# Router table for Ridgid 2200



## zarafanm (Jul 1, 2020)

I have a Ridgid 2200 and would like to buy a table in the $200 range. Looking at Bosch. My router does not figure on the list of those for which the provided plate will work (although they claim the table is "universal"). I understand that I can drill holes to accommodate my router. Has anybody ever been down this route? Or have you found another table that works with the 2200 without having to drill? And yes, I know, I could also build my own table but I'm up to my gills in projects right now and would rather spend money than DIY. Isn't money the ultimate power tool?
Thanks,
Walter


----------



## DesertRatTom (Jul 3, 2012)

Rockler makes a decent MDF table top for $120 on Amazon. It is larger and doesn't have a plate, but you can buy an undrilled plate, or check to see if Rockler has one predrilled that would work with your router. Rockler makes a stand for it for $130, but I've seen similar stands cheaper. The table has a laminate top. I've been using one like this for a long time. And of course, you can always find a stand at 

Grizzly makes a similar top with a stand and fence for $214. Listing doesn't say, but it looks like it includes a plate--but double check on that.
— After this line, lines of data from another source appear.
//! Noise kernel: one invocation per voxel of the noise grid.

use glam::{IVec3, UVec3};

use super::layout::{NoiseContext, PushConstants};
use super::NOISE_KERNEL;
use crate::constants::grid_index;
use crate::device::{ComputeKernel, Workgroup};

pub const NOISE_WORKGROUP: [u32; 3] = [4, 4, 4];

/// Writes `fbm((gid + offset) * scale * frequency)` for every grid cell.
///
/// Push constants: `params` is the [`NoiseContext`] offset.
pub struct NoiseKernel;

impl ComputeKernel for NoiseKernel {
  fn name(&self) -> &str {
    NOISE_KERNEL
  }

  fn workgroup_size(&self) -> [u32; 3] {
    NOISE_WORKGROUP
  }

  fn run(&self, wg: &mut Workgroup<'_>) {
    let pc: PushConstants = wg.push_constants();
    let memory = wg.memory();
    let ctx: NoiseContext = memory.read(pc.address(pc.params));
    let params = ctx.params;

    let fbm = params.fbm();
    let step = params.scale * params.frequency;
    let offset = IVec3::from_array(params.offset);
    let size = UVec3::from_array(params.size);

    wg.invocations(|inv, _| {
      let g = inv.global;
      if g.cmpge(size).any() {
        return;
      }
      let p = (g.as_ivec3() + offset).as_vec3() * step;
      let value = fbm.sample(p.x, p.y, p.z);
      let index = grid_index(g.x, g.y, g.z, size.x, size.y) as u64;
      memory.store_f32(pc.address(ctx.output + index * 4), value);
    });
  }
}

/// Workgroups needed to cover a grid of `size`.
pub fn noise_dispatch(size: [u32; 3]) -> [u32; 3] {
  [
    size[0].div_ceil(NOISE_WORKGROUP[0]),
    size[1].div_ceil(NOISE_WORKGROUP[1]),
    size[2].div_ceil(NOISE_WORKGROUP[2]),
  ]
}
//! Error types for each subsystem.
//!
//! Allocation failures are never retried. Capacity overflow in kernels is
//! not an error (quads past capacity are dropped, palette overflow collapses
//! to index 0) and never shows up here.

use thiserror::Error;

use crate::device::{BufferHandle, HazardKind, MemoryHandle, PipelineHandle};

/// Failures reported by a [`GpuDevice`](crate::device::GpuDevice) or its queue.
#[derive(Debug, Error)]
pub enum DeviceError {
  #[error("buffer creation failed for {size} bytes: {reason}")]
  BufferCreation { size: u64, reason: &'static str },

  #[error("out of device memory: requested {requested} bytes, {available} available")]
  OutOfDeviceMemory { requested: u64, available: u64 },

  #[error("memory type index {0} does not exist")]
  InvalidMemoryType(u32),

  #[error("unknown buffer {0:?}")]
  UnknownBuffer(BufferHandle),

  #[error("unknown memory allocation {0:?}")]
  UnknownMemory(MemoryHandle),

  #[error("unknown pipeline {0:?}")]
  UnknownPipeline(PipelineHandle),

  #[error("buffer {0:?} has no memory bound")]
  NotBound(BufferHandle),

  #[error("buffer {0:?} was not created with device-address usage")]
  NoDeviceAddress(BufferHandle),

  #[error("access of {len} bytes at offset {offset} exceeds buffer size {size}")]
  OutOfBounds { offset: u64, len: u64, size: u64 },

  #[error("dispatch recorded without a bound compute pipeline")]
  NoPipelineBound,

  #[error("memory fault at device address {address:#x} in pipeline `{pipeline}`")]
  MemoryFault { address: u64, pipeline: String },

  /// Only reported when hazard validation is enabled on the host device.
  #[error("{kind} hazard in `{command}` on {buffer:?} at byte {offset}")]
  Hazard {
    kind: HazardKind,
    command: String,
    buffer: BufferHandle,
    offset: u64,
  },
}

/// GPU heap failures.
#[derive(Debug, Error)]
pub enum HeapError {
  /// Buffer or memory allocation failed, or no memory type matched the
  /// requested properties (`source` is `None`).
  #[error("heap allocation of {size} bytes failed")]
  AllocationFailed {
    size: u64,
    #[source]
    source: Option<DeviceError>,
  },

  #[error("heap cannot grow while {0} submission(s) reference it")]
  InFlight(usize),

  #[error("heap out of capacity: {requested} bytes requested, {available} available")]
  OutOfCapacity { requested: u64, available: u64 },

  #[error("write of {len} bytes at offset {offset} exceeds heap capacity {capacity}")]
  WriteOutOfBounds { offset: u64, len: u64, capacity: u64 },

  #[error(transparent)]
  Device(#[from] DeviceError),
}

/// Render graph failures. Execution stops at the first one; states already
/// committed for earlier passes are kept.
#[derive(Debug, Error)]
pub enum GraphError {
  #[error("pass `{pass}` references unknown resource {resource}")]
  UnknownResource { pass: String, resource: u32 },

  #[error("pass `{pass}` requests conflicting layouts for image `{resource}`")]
  ConflictingLayouts { pass: String, resource: String },

  #[error("pass `{pass}` failed: {message}")]
  PassFailed { pass: String, message: String },

  #[error(transparent)]
  Device(#[from] DeviceError),
}

/// Shader compilation and pipeline creation failures.
#[derive(Debug, Error)]
pub enum PipelineError {
  #[error("shader `{name}` failed to compile: {message}")]
  Compilation { name: String, message: String },

  #[error("shader `{name}` is a {actual:?} shader, expected {expected:?}")]
  WrongStage {
    name: String,
    expected: crate::shader::ShaderStage,
    actual: crate::shader::ShaderStage,
  },

  #[error("pipeline creation failed for `{name}`: {message}")]
  Creation { name: String, message: String },
}

/// Renderer configuration failures.
#[derive(Debug, Error)]
pub enum ConfigError {
  #[error("failed to parse renderer config: {0}")]
  Parse(#[from] toml::de::Error),

  #[error("invalid renderer config: {0}")]
  Invalid(String),
}

/// Top-level error of [`VoxelRenderer`](crate::pipeline::VoxelRenderer).
#[derive(Debug, Error)]
pub enum RendererError {
  #[error(transparent)]
  Heap(#[from] HeapError),

  #[error(transparent)]
  Graph(#[from] GraphError),

  #[error(transparent)]
  Pipeline(#[from] PipelineError),

  #[error(transparent)]
  Device(#[from] DeviceError),

  #[error(transparent)]
  Config(#[from] ConfigError),

  #[error("no region has been generated yet")]
  NoRegion,
}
The stand is pretty cheapo held together with nuts and bolts. 

Harbor freight has steel stands similar to the Grizzly stand for about $40, but there are all kinds of pre made carts you could use instead.

I understand about time constraints.


----------



## Herb Stoops (Aug 28, 2012)

That is a nice looking router,and does have the capability of adjusting it from the top of the table. Like Tom suggests check and see if you can get a blank plate that you can drill yourself. I had the Rockler table as the first stand alone table and it was a very stout table,served me well. When you mount your router be sure to remove the clear base plate and bolt the metal router base to the plate on the table. The extra 1/4" in height will be appreciated when you use it. Mine had a aluminum plate with a removable plastic insert. https://www.rockler.com/rockler-high-pressure-laminate-router-table-fence-stand-and-phenolic-plate
Herb


----------



## sreilly (May 22, 2018)

Welcome to the forum Walter. My suggestion is a bit different but have you searched and considered making your own table? There are plenty of good plans out there and some are free. It would allow you to create the table you want and need.


----------



## zarafanm (Jul 1, 2020)

Thanks for the tip, Tom. I had not looked at Rockler but will check them out.


----------



## zarafanm (Jul 1, 2020)

Thanks, Steve, for your quick reply. I am pretty new to all this and need to make a bunch of kitchen cabinet door frames to hold glass.


----------



## zarafanm (Jul 1, 2020)

Thanks, Herb, for the advice. I am just getting started and hope to avoid as many "learning experiences" as possible. I have already reached my quota.


----------



## Cherryville Chuck (Sep 28, 2010)

Hi Walter and welcome. In years gone by most pre-drilled plates fit Porter Cable, Bosch, and maybe DeWalt. Most other routers had to be done by you. Since PC got sold their quality and market share has dropped so I'm not sure which brands and models are preferred now. I had to do all my own because I like Hitachi routers. Most of us just use the black phenolic plastic base plate as a drilling guide and use a guide bushing in it with a centering pin to line it all up. It's possible that the 2200 has a pattern shared by another router as some do but I wouldn't know and the only way you would is to have that base plate and see if it lines up with a pre-drilled plate. Lee Valley sells at least one that fits a lot of routers but of course it looks like a block of Swiss cheese too.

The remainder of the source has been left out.